Optimistic about trucking
Williams said that while the trucking market is experiencing a downturn, Cass Equipment Finance remains optimistic about the opportunities in that sector.
“If you listen to people who are talking about and living it every day, a 1% to 4% increase is huge,” Williams said of interest rates. “But almost everything in the United States came on a truck at some point, so it’s not going anywhere.”
Trucking is “a long-term proposition, and the strong survive.” —Scott Williams, VP of Equipment Finance at Cass Equipment Finance
The trucking industry is cyclical, Williams added. He noted that Cass publishes a monthly transportation index that tracks utilization rates in the North American trucking sector.
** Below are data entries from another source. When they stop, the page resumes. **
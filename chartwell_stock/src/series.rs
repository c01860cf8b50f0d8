// Copyright 2025 the Chartwell Authors
// SPDX-License-Identifier: Apache-2.0 OR MIT

use alloc::rc::Rc;
use alloc::vec::Vec;
use core::fmt;
use core::ops::Range;

use chartwell_consistency::{
    ComponentId, ConsistencyModel, Invalidatable, ListenerId, Signal, SignalEvent,
};
use chartwell_data::{MappedColumn, Selection, TableRow, TableStorage};
use kurbo::Point;

use crate::projection::Projection;
use crate::state::SeriesState;

/// One line of values drawn in a [`StockPlot`](crate::StockPlot).
///
/// A series reads its [`MappedColumn`]: the source field from the main
/// storage and the aggregator column from grouped storages, or a computed
/// column from either. Its frame is the list of projected points for the
/// visible window, including the rows just outside it so the line reaches
/// the plot edges.
pub struct StockSeries {
    state: Invalidatable<SeriesState>,
    column: MappedColumn,
    enabled: bool,
    selection: Option<Rc<Selection>>,
    frame: Vec<Point>,
}

impl ConsistencyModel for StockSeries {
    type State = SeriesState;
    const SUPPORTED_STATES: SeriesState = SeriesState::all();
    const SUPPORTED_SIGNALS: Signal = Signal::NEEDS_REDRAW
        .union(Signal::NEEDS_RECALCULATION)
        .union(Signal::ENABLED_STATE_CHANGED);
}

impl fmt::Debug for StockSeries {
    fn fmt(&self, f: &mut fmt::Formatter<'_>) -> fmt::Result {
        f.debug_struct("StockSeries")
            .field("state", &self.state)
            .field("column", &self.column)
            .field("enabled", &self.enabled)
            .field("frame", &self.frame.len())
            .finish_non_exhaustive()
    }
}

impl StockSeries {
    pub(crate) fn new(column: MappedColumn) -> Self {
        Self {
            state: Invalidatable::of::<Self>(),
            column,
            enabled: true,
            selection: None,
            frame: Vec::new(),
        }
    }

    /// Returns the series' component id.
    #[must_use]
    pub const fn id(&self) -> ComponentId {
        self.state.id()
    }

    /// Returns the column this series plots.
    #[must_use]
    pub const fn column(&self) -> &MappedColumn {
        &self.column
    }

    /// Returns the current consistency mask.
    #[must_use]
    pub const fn state(&self) -> SeriesState {
        self.state.consistency()
    }

    /// Returns `true` if the series is drawn.
    #[must_use]
    pub const fn is_enabled(&self) -> bool {
        self.enabled
    }

    /// Shows or hides the series. Hidden series have an empty frame and do
    /// not contribute to the plot's value range.
    pub fn set_enabled(&mut self, enabled: bool) {
        if self.enabled == enabled {
            return;
        }
        self.enabled = enabled;
        self.state.invalidate(
            SeriesState::FRAME,
            Signal::NEEDS_REDRAW | Signal::ENABLED_STATE_CHANGED,
        );
    }

    /// Returns the last selected window.
    #[must_use]
    pub fn selection(&self) -> Option<&Selection> {
        self.selection.as_deref()
    }

    /// Returns the projected points of the last draw.
    #[must_use]
    pub fn frame(&self) -> &[Point] {
        &self.frame
    }

    /// Registers a listener for this series' signals.
    pub fn listen(&mut self, listener: impl FnMut(&SignalEvent) + 'static) -> ListenerId {
        self.state.listen(listener)
    }

    /// Unregisters a listener.
    pub fn unlisten(&mut self, id: ListenerId) -> bool {
        self.state.unlisten(id)
    }

    pub(crate) fn invalidate_silently(&mut self, states: SeriesState) {
        self.state.invalidate(states, Signal::empty());
    }

    pub(crate) fn has_state(&self, states: SeriesState) -> bool {
        self.state.has_state(states)
    }

    /// Selects `window` from `storage`. The frame goes stale.
    pub(crate) fn select(&mut self, storage: &mut dyn TableStorage, window: &Range<f64>) {
        self.selection = Some(storage.select(window.start, window.end));
        self.state.mark_consistent(SeriesState::DATA);
        self.invalidate_silently(SeriesState::FRAME);
    }

    /// Value extent of the selected window, `None` when hidden or empty.
    pub(crate) fn extent(&self, grouped: bool) -> Option<Range<f64>> {
        if !self.enabled {
            return None;
        }
        let selection = self.selection.as_ref()?;
        let (min, max) = (
            self.column.min(selection, grouped),
            self.column.max(selection, grouped),
        );
        (min.is_finite() && max.is_finite()).then_some(min..max)
    }

    /// Projects the selected rows of `rows`.
    pub(crate) fn project(&mut self, rows: &[TableRow], projection: &Projection, grouped: bool) {
        self.frame.clear();
        self.state.mark_consistent(SeriesState::FRAME);
        if !self.enabled {
            return;
        }
        let Some(selection) = &self.selection else {
            return;
        };
        let (Some(from), Some(to)) = (
            selection.pre_first().or(selection.first()),
            selection.post_last().or(selection.last()),
        ) else {
            return;
        };
        for row in rows.get(from..=to).unwrap_or_default() {
            let value = self.column.number(row, grouped);
            if value.is_finite() {
                self.frame.push(projection.point(row.key(), value));
            }
        }
    }

    pub(crate) fn dispose(&mut self) {
        self.state.dispose();
        self.selection = None;
    }
}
According to that index, as of February:
- The freight shipment index declined 4.5% year over year;
- Accounting for “normal seasonality,” the freight shipment index will fall another 1% in March, and turn positive on a YoY basis in May;
- The freight index for expenditures was down 20% YoY;
- Nationwide freight spending fell 19% in 2023 and is expected to decline another 14% in the first half of 2024 ;
- The inferred freight rates index – which tracks expenditures divided by shipments – was down 16% YoY in February; and
- Freight rates have declined by 15% to 21% for nine straight months.
What the bank won’t fund
There are some areas of financing that the new equipment finance division will not consider funding, Williams said. He listed cannabis equipment as out of the question, since it remains federally illegal. He also noted that commodity-driven markets “less attractive” to the lender.
“Whenever oil and gas, or commodity businesses hit the skids, it’s possible that there’s a prolonged down period that could drag down even a lot of your top performers,” Williams said.
He didn’t rule those out entirely though, saying that Cass Equipment Finance will keep a close eye on those markets and their associated risks.
Cass Equipment Finance is equipped to weather the storm of changing interest rates, he said, adding, “Every bank and borrower is ready for interest rates to change over time, we built that into how we do business,” he said. “Sometimes it costs more, sometimes it costs less.”